Here again, the goal is to improve the quality of early PDKs. And again, the value is in simulating wafers that you don’t have to build. They said that they “built” 1.3 million wafers in a few weeks for Imec as part of their 7-nm development exploration. You can’t build one wafer in a few weeks, so doing millions is an enormous time saver, allowing you to experiment with process variation and its effects on yield and performance.

There is still some contrast with traditional TCAD, even given what Synopsys has recently announced. TCAD focuses on a single device, while Coventor has worked with larger circuits and cells. TCAD looks for fundamental device characteristics; Coventor looks at manufacturability. That hasn’t really changed, but the lines are now definitely much blurrier than they used to be.

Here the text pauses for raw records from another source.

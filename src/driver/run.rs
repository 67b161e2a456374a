//! Convergence loop that drives a step-wise [`Optimizer`] against a known
//! optimum and returns a crate-friendly [`DriverOutcome`].
use log::{info, warn};

use crate::{
    driver::{
        errors::{DriverError, DriverResult},
        traits::{DriverOptions, DriverOutcome, Optimizer},
    },
    evaluation::{Objective, Point},
    mesh::Mesh,
};

/// Repeatedly step `it` until the best value is within `opts.tol` of
/// `optimum` or `opts.max_evals` evaluations have been spent.
///
/// The budget is checked before every step, so the final count may exceed
/// `max_evals` by up to one step's worth of evaluations. A step that
/// performs no evaluations ends the run unconverged.
///
/// # Errors
/// - [`DriverError::StepFailed`] as soon as a step fails. The error carries
///   the total evaluation count (including the failed step's partial count)
///   and the best point from the last successful step.
/// - [`DriverError::InvalidMaxEvals`] if `opts.max_evals == 0`.
pub fn minimize<O: Optimizer + ?Sized>(
    it: &mut O, obj: &dyn Objective, mut mesh: Option<&mut dyn Mesh>, optimum: f64,
    opts: &DriverOptions,
) -> DriverResult<DriverOutcome> {
    let mut neval = 0;
    let mut iterations = 0;
    let mut best: Option<Point> = None;

    while neval < opts.max_evals {
        let result = match mesh.as_mut() {
            Some(m) => it.iterate(obj, Some(&mut **m)),
            None => it.iterate(obj, None),
        };
        let step = match result {
            Ok(step) => step,
            Err(source) => {
                neval += source.neval();
                warn!("step {} failed after {neval} evaluation(s): {source}", iterations + 1);
                return Err(DriverError::StepFailed { neval, best, source });
            }
        };
        neval += step.neval;
        iterations += 1;

        if convergence_error(step.best.val, optimum) < opts.tol {
            info!("converged after {iterations} step(s), {neval} evaluation(s): {}", step.best.val);
            return Ok(DriverOutcome { best: step.best, neval, iterations, converged: true });
        }
        let stalled = step.neval == 0;
        best = Some(step.best);
        if stalled {
            warn!("step {iterations} performed no evaluations; stopping");
            break;
        }
    }

    match best {
        Some(best) => {
            info!(
                "stopped after {iterations} step(s), {neval} evaluation(s) without converging: {}",
                best.val
            );
            Ok(DriverOutcome { best, neval, iterations, converged: false })
        }
        None => Err(DriverError::InvalidMaxEvals {
            max_evals: opts.max_evals,
            reason: "Evaluation budget must be greater than zero.",
        }),
    }
}

/// Relative error against `optimum`, or absolute error when it is zero.
pub fn convergence_error(val: f64, optimum: f64) -> f64 {
    if optimum == 0.0 { (val - optimum).abs() } else { (val - optimum).abs() / optimum.abs() }
}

I asked each company for comment about the fact that there appeared to be some mutual encroachment here, and there’s definitely mutual awareness.

Synopsys describes Process Explorer and SEMulator3D as being quite similar, but they use the term “process emulation” rather than “process simulation.” Their distinction is that time savings are gained by not modeling all of the process steps like doping and thermal operations (annealing etc.). They contend that, to get the full value out of the process emulator, you need to be able to hook it to a variety of other simulation tools – like Sentaurus – so that you can further refine the work that the process emulator has done.

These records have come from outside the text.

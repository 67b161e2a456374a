//! swarm::mover — velocity and position update rules.
//!
//! Purpose
//! -------
//! Advance a [`Population`] by one step of particle-swarm dynamics. The
//! [`Mover`] trait is the seam; [`SimpleMover`] is the default
//! inertia/cognitive/social rule.
//!
//! Key behaviors
//! -------------
//! - The random generator is private to the mover and seeded lazily from
//!   [`MoverOptions::seed`] on first use, so runs are reproducible unless a
//!   generator is supplied with [`SimpleMover::with_rng`].
//! - For every particle, exactly two uniform scalars `r1`, `r2` are drawn
//!   (in that order) and reused for every dimension of its update.
//! - Velocity update per dimension `i`, with `g` the global best position:
//!   `v_i = w * v_i + cognition * r1 * (g_i - x_i) + social * r2 * (g_i - x_i)`.
//!   Both pull terms use the global best; the personal best does not
//!   enter the update.
//! - The inertia function is called once per velocity component.
//! - After the full velocity is computed, a fixed speed cap (`vmax > 0`)
//!   rescales it to norm `vmax` when exceeded. Without a fixed cap the cap is
//!   `1.5` times the pre-update speed, which never triggers the rescale.
//! - Finally `x_i += v_i`; the particle's value stays stale until the next
//!   evaluation.
//!
//! Invariants & assumptions
//! ------------------------
//! - Coefficients and the speed cap are finite and non-negative (checked by
//!   [`MoverOptions::new`]).
//! - One mover owns one generator; concurrent swarms need separate movers.
use std::fmt;

use log::trace;
use rand::{Rng, SeedableRng};
use rand_xoshiro::Xoshiro256Plus;

use crate::swarm::{
    errors::{SwarmError, SwarmResult},
    particle::Population,
};

pub const DEFAULT_COGNITION: f64 = 0.5;
pub const DEFAULT_SOCIAL: f64 = 0.5;
pub const DEFAULT_INERTIA: f64 = 0.9;
pub const DEFAULT_SEED: u64 = 1;

/// Multiple of the pre-update speed used as the cap when none is fixed.
const DYNAMIC_CAP_FACTOR: f64 = 1.5;

/// Rule that updates velocities and positions of a population in place.
pub trait Mover {
    /// Advance every particle of `pop` by one step.
    ///
    /// # Errors
    /// - [`SwarmError::EmptyPopulation`] if `pop` has no particles.
    fn advance(&mut self, pop: &mut Population) -> SwarmResult<()>;
}

impl<M: Mover + ?Sized> Mover for Box<M> {
    fn advance(&mut self, pop: &mut Population) -> SwarmResult<()> {
        (**self).advance(pop)
    }
}

/// Coefficients and seeding for [`SimpleMover`].
///
/// - `cognition`, `social`: weights of the two pull terms.
/// - `vmax`: fixed speed cap; `0` selects the dynamic cap.
/// - `seed`: seed for the lazily created generator.
#[derive(Debug, Clone, Copy, PartialEq)]
pub struct MoverOptions {
    pub cognition: f64,
    pub social: f64,
    pub vmax: f64,
    pub seed: u64,
}

impl MoverOptions {
    /// Construct validated mover options.
    ///
    /// # Errors
    /// - [`SwarmError::InvalidCoefficient`] if `cognition` or `social` is
    ///   non-finite or negative.
    /// - [`SwarmError::InvalidMaxSpeed`] if `vmax` is non-finite or negative.
    pub fn new(cognition: f64, social: f64, vmax: f64, seed: u64) -> SwarmResult<Self> {
        verify_coefficient("cognition", cognition)?;
        verify_coefficient("social", social)?;
        if !vmax.is_finite() || vmax < 0.0 {
            return Err(SwarmError::InvalidMaxSpeed { value: vmax });
        }
        Ok(Self { cognition, social, vmax, seed })
    }
}

impl Default for MoverOptions {
    fn default() -> Self {
        Self { cognition: DEFAULT_COGNITION, social: DEFAULT_SOCIAL, vmax: 0.0, seed: DEFAULT_SEED }
    }
}

fn verify_coefficient(name: &'static str, value: f64) -> SwarmResult<()> {
    if !value.is_finite() {
        return Err(SwarmError::InvalidCoefficient { name, value, reason: "must be finite" });
    }
    if value < 0.0 {
        return Err(SwarmError::InvalidCoefficient { name, value, reason: "must be non-negative" });
    }
    Ok(())
}

type InertiaFn = Box<dyn FnMut() -> f64 + Send>;

/// Default particle-swarm mover.
pub struct SimpleMover<R = Xoshiro256Plus> {
    opts: MoverOptions,
    inertia: InertiaFn,
    rng: Option<R>,
}

impl<R: Rng + SeedableRng> SimpleMover<R> {
    pub fn new(opts: MoverOptions) -> Self {
        Self { opts, inertia: Box::new(|| DEFAULT_INERTIA), rng: None }
    }

    /// Replace the constant inertia weight with a schedule.
    pub fn with_inertia(mut self, inertia: impl FnMut() -> f64 + Send + 'static) -> Self {
        self.inertia = Box::new(inertia);
        self
    }

    /// Use `rng` instead of seeding from [`MoverOptions::seed`].
    pub fn with_rng(mut self, rng: R) -> Self {
        self.rng = Some(rng);
        self
    }

    pub fn options(&self) -> &MoverOptions {
        &self.opts
    }
}

impl Default for SimpleMover {
    fn default() -> Self {
        Self::new(MoverOptions::default())
    }
}

impl<R> fmt::Debug for SimpleMover<R> {
    fn fmt(&self, f: &mut fmt::Formatter<'_>) -> fmt::Result {
        f.debug_struct("SimpleMover")
            .field("opts", &self.opts)
            .field("seeded", &self.rng.is_some())
            .finish_non_exhaustive()
    }
}

impl<R: Rng + SeedableRng> Mover for SimpleMover<R> {
    fn advance(&mut self, pop: &mut Population) -> SwarmResult<()> {
        let best = pop.best()?.pos.clone();
        let seed = self.opts.seed;
        let rng = self.rng.get_or_insert_with(|| R::seed_from_u64(seed));
        let MoverOptions { cognition, social, vmax, .. } = self.opts;

        for p in pop.iter_mut() {
            let cap = if vmax > 0.0 { vmax } else { DYNAMIC_CAP_FACTOR * p.speed() };
            let r1: f64 = rng.r#gen();
            let r2: f64 = rng.r#gen();

            for i in 0..p.vel.len() {
                let pull = best[i] - p.point.pos[i];
                p.vel[i] = (self.inertia)() * p.vel[i] + cognition * r1 * pull + social * r2 * pull;
            }

            let speed = p.speed();
            if vmax > 0.0 && speed > cap {
                p.vel *= cap / speed;
            }
            p.point.pos += &p.vel;
            trace!("particle {} moved with speed {}", p.id, p.speed());
        }
        Ok(())
    }
}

Coventor says that they understand the basic notion of process emulation and that they can run SEMulator3D in that mode – but that it’s only one of several modes that allow their users to dial up or down the detail (and run time) they want. They say they can do full process simulation and are not limited simply to deposition and etch.

Also, while Synopsys deals with lithography in a separate tool (Sentaurus-Litho), Coventor says they can handle that within SEMulator3D – or, as an option, they can import optical corrections and such from an external tool.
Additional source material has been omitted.